# Required action
Look through the data and write out every line with the word "chrono" in it.

Stored data entries

§

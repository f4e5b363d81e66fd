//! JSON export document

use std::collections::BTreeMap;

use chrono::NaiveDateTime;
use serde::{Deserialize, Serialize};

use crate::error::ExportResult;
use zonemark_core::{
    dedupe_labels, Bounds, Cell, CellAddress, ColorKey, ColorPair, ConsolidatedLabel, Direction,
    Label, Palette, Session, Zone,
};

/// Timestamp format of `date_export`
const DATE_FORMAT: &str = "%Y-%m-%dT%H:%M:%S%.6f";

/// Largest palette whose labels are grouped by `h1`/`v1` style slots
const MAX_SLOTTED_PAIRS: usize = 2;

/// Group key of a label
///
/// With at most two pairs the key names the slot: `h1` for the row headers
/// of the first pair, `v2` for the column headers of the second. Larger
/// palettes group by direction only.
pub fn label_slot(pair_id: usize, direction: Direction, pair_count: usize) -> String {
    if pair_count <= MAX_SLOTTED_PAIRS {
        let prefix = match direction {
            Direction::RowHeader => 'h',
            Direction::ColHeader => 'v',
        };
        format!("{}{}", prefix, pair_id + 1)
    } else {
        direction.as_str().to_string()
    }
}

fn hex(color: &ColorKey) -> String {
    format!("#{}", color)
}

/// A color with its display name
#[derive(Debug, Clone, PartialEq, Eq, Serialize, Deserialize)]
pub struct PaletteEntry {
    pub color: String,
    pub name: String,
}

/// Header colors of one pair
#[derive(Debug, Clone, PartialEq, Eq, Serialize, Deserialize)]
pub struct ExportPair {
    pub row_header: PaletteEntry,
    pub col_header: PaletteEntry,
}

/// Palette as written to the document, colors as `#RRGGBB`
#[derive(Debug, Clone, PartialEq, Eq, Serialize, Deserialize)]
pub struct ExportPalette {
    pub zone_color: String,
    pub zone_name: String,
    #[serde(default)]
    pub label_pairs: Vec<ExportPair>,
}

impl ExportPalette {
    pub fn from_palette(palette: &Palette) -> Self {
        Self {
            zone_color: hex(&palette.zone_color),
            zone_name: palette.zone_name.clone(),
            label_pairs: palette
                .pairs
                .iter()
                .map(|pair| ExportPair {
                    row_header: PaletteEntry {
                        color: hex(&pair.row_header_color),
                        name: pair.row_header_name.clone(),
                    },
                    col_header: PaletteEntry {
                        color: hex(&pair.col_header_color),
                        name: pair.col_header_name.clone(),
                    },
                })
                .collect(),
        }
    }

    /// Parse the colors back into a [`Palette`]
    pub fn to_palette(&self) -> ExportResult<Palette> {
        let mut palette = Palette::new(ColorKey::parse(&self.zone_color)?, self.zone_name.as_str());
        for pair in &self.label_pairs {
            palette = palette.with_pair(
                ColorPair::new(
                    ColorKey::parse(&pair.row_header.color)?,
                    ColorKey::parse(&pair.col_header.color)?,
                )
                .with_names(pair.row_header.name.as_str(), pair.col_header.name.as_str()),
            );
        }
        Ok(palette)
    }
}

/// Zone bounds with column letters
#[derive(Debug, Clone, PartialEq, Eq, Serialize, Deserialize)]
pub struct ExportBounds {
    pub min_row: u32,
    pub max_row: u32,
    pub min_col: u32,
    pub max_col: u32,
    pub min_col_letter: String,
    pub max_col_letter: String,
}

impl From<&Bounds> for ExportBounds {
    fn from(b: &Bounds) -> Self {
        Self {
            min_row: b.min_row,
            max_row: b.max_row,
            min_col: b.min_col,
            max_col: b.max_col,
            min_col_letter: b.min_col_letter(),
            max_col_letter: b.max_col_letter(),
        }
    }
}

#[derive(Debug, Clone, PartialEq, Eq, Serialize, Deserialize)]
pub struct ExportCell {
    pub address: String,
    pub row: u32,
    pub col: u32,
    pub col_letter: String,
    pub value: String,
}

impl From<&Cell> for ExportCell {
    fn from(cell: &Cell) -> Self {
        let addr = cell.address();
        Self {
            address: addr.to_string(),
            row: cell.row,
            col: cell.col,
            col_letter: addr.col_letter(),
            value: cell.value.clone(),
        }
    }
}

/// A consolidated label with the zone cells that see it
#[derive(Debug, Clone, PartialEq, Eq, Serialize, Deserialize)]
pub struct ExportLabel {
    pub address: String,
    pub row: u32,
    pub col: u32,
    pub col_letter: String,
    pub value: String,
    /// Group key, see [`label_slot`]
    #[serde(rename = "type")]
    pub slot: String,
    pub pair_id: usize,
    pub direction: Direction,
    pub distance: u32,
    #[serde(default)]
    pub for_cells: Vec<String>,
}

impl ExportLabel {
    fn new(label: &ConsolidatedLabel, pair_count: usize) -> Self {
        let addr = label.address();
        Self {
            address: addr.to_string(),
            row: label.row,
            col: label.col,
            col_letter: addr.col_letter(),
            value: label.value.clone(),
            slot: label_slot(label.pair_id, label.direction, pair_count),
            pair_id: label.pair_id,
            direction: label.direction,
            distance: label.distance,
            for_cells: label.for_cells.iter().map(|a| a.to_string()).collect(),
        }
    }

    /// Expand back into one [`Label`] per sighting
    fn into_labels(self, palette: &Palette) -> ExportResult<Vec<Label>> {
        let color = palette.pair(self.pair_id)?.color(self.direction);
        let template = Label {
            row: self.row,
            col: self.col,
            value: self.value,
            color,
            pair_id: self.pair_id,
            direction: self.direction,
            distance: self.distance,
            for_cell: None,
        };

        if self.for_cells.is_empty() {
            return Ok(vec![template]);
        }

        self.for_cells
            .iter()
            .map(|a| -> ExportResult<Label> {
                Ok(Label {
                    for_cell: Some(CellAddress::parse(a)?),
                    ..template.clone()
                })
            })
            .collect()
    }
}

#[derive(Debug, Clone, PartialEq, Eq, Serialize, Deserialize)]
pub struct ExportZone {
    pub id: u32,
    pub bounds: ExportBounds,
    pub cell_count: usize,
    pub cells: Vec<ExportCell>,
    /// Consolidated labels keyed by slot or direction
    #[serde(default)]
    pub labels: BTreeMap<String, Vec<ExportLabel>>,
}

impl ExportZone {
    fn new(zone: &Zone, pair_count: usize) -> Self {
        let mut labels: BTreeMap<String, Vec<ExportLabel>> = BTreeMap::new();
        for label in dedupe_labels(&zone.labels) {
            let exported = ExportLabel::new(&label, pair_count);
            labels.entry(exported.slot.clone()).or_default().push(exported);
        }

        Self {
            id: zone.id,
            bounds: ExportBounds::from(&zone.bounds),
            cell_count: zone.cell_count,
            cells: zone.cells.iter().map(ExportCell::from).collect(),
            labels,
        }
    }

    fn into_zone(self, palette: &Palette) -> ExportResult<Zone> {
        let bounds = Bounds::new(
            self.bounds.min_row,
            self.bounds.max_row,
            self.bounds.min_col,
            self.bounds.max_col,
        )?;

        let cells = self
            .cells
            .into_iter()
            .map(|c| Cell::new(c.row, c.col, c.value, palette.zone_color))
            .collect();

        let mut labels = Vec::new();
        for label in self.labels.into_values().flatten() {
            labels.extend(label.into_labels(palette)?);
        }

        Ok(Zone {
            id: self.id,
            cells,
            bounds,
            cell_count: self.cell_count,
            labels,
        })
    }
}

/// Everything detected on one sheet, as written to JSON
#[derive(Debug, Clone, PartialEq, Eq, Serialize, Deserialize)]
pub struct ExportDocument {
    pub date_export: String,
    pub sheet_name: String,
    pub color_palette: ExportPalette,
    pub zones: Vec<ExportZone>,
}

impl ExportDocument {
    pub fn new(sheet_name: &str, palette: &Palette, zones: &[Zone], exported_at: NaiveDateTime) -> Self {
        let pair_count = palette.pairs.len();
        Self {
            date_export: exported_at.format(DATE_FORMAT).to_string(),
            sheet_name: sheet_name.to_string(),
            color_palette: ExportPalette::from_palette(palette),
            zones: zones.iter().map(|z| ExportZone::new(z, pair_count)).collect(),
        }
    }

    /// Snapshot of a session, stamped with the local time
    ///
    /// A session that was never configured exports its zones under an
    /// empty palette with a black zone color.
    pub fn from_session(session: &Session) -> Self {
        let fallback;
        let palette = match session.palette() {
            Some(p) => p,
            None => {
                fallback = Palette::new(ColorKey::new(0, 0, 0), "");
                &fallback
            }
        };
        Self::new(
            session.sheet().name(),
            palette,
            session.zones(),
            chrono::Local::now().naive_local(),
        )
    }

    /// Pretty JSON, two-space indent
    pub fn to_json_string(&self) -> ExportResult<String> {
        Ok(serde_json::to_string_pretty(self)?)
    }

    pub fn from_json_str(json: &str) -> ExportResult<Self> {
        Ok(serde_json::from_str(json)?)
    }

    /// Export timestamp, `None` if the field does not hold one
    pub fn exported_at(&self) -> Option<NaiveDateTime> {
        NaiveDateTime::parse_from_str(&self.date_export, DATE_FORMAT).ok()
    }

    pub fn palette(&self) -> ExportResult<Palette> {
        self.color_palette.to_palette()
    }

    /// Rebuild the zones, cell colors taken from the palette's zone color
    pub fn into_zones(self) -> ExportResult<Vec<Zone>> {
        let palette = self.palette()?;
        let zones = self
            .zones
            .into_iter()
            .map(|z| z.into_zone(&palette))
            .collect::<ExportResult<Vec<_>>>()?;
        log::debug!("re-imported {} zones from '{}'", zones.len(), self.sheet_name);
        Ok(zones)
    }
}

§

# Answer to the problem
use chrono::NaiveDateTime;
            chrono::Local::now().naive_local(),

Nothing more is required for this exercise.